Caleb Newquist (00:01:04) – Okay. Great. Um, in the last episode, we tried out a new format where we’re going to spend the first part of the show talking about a little current events, right, Liz? 

Liz Wilke (00:01:15) – That’s right. Yes, we are. 

Caleb Newquist (00:01:17) – So we got some, uh, we got some current event economics stuff to talk about. 

Liz Wilke (00:01:23) – Yeah, that’s right. Since we last recorded, we got actually two reports that came out on the same day. The first one was one that we’ve all been watching ardently about the consumer price index, which is our measure of inflation. And the second one was on real earnings of workers. 

Caleb Newquist (00:01:38) – Okay. So everybody’s talking about it. So let’s start with CPI. 

Liz Wilke (00:01:44) – Great news. 

Caleb Newquist (00:01:44) – What happened? 

Liz Wilke (00:01:45) – On CPI. CPI is good. 

Caleb Newquist (00:01:48) – Yeah. 

Liz Wilke (00:01:48) – Uh, we got a, we got a CPI of 2.9%. It’s the first time in a long time that it’s been below 3%. And that I really opens up the opportunity for the Fed to move towards rate cuts later in the year and for everybody to get a little interest rate relief and also, uh, in price relief. 

Caleb Newquist (00:02:07) – Yeah. People seemed pretty excited when the news came out. Like they were like, okay, this, that’s, that’s what we needed. It’s like next month we’re getting the rate cut. Everybody’s everybody’s pumped. Is that fair to say? 

Liz Wilke (00:02:18) – On a people where I think jubilant is the, is like, would not be an overstatement in some corners. 

Caleb Newquist (00:02:24) – Yeah. 

Liz Wilke (00:02:25) – Yeah. 

Caleb Newquist (00:02:26) – And so what’s, what’s, so having, since it’s been a few days and you’ve had a chance to kind of like remove yourself from the jubilance, how, I mean, or is the jubilant still there? Like how are you feeling? Does it feel like, yeah, good number, things are looking good rate cuts, better, even better chance that we have a rate cut this year. 
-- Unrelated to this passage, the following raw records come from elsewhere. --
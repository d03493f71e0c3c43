//! `/payments` endpoints.

use remit_core::{Payment, PaymentRequest, Receipt};
use uuid::Uuid;

use super::segment;
use crate::client::ApiClient;
use crate::error::ApiError;
use crate::request::RequestOptions;

/// A reviewed payment ready to submit.
///
/// The idempotency key is fixed when the draft is created, so submitting
/// the same draft again (after a timeout, say) cannot move money twice.
#[derive(Debug, Clone, PartialEq)]
pub struct PaymentDraft {
    request: PaymentRequest,
    idempotency_key: String,
}

impl PaymentDraft {
    /// Creates a draft with a fresh idempotency key.
    pub fn new(request: PaymentRequest) -> Self {
        Self::with_key(request, Uuid::new_v4().to_string())
    }

    /// Creates a draft with a known key, e.g. one restored from storage.
    pub fn with_key(request: PaymentRequest, idempotency_key: impl Into<String>) -> Self {
        Self {
            request,
            idempotency_key: idempotency_key.into(),
        }
    }

    /// Returns the payment payload.
    pub fn request(&self) -> &PaymentRequest {
        &self.request
    }

    /// Returns the idempotency key.
    pub fn idempotency_key(&self) -> &str {
        &self.idempotency_key
    }
}

/// Payment endpoints.
#[derive(Debug, Clone, Copy)]
pub struct PaymentsApi<'a> {
    client: &'a ApiClient,
}

impl<'a> PaymentsApi<'a> {
    pub(crate) fn new(client: &'a ApiClient) -> Self {
        Self { client }
    }

    /// `GET /payments`.
    pub async fn list(&self) -> Result<Vec<Payment>, ApiError> {
        self.client
            .request("/payments", RequestOptions::get())
            .await?
            .decode_list("payments")
    }

    /// `POST /payments/initiate`: asks the engine to price and hold a
    /// transfer for review.
    pub async fn initiate(&self, request: &PaymentRequest) -> Result<Payment, ApiError> {
        self.client.post_json("/payments/initiate", request).await
    }

    /// `POST /payments` with the draft's idempotency key.
    pub async fn submit(&self, draft: &PaymentDraft) -> Result<Payment, ApiError> {
        let options = RequestOptions::post()
            .json(draft.request())?
            .idempotency_key(draft.idempotency_key())?;
        self.client.send("/payments", options).await
    }

    /// `GET /payments/{id}/receipt`.
    pub async fn receipt(&self, id: &str) -> Result<Receipt, ApiError> {
        self.client
            .get_json(&format!("/payments/{}/receipt", segment(id)))
            .await
    }
}

#[cfg(test)]
mod tests {
    use super::*;

    fn request() -> PaymentRequest {
        PaymentRequest {
            from_wallet_id: "w1".into(),
            to_address: "CN-abc".into(),
            amount: 25_000.0,
            currency: "MWK".into(),
            target_currency: Some("CNY".into()),
            note: None,
        }
    }

    #[test]
    fn test_draft_key_is_stable() {
        let draft = PaymentDraft::new(request());
        let copy = draft.clone();
        assert_eq!(draft.idempotency_key(), copy.idempotency_key());
        assert!(Uuid::parse_str(draft.idempotency_key()).is_ok());
    }

    #[test]
    fn test_drafts_get_distinct_keys() {
        assert_ne!(
            PaymentDraft::new(request()).idempotency_key(),
            PaymentDraft::new(request()).idempotency_key()
        );
    }
}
Liz Wilke (00:02:49) – I definitely think there’s an even better chance. I actually think that there was more jubilance on this one because you know how you feel sort of depends on how you felt before. I think people were pretty bummed about the jobs number last month when we last reported on it and people were like, oh no, it’s a slowdown and we’re going to, you know, every, everything is sort of, it was a weak report. We reported on that. 

Liz Wilke (00:03:12) – And so, you know, the stock market dipped, it started to rally and then we got this very nice CPI number and people were thinking, oh, we might still be in soft landing territory. We could get some interest rate cuts. You know, what you didn’t want to see was a weak jobs report and an inflation number that doesn’t budge. 

Caleb Newquist (00:03:30) – Right. 

Liz Wilke (00:03:31) – Because then, you know, the Fed is like, oh, we need to hold onto interest rates, but that’s going to cause the unemployment rate to go up. And then sort of, we’re going to be in a really tough place where we don’t have good price numbers, but we also have a labor market that’s sort of in heading, heading in a, in a bad direction. 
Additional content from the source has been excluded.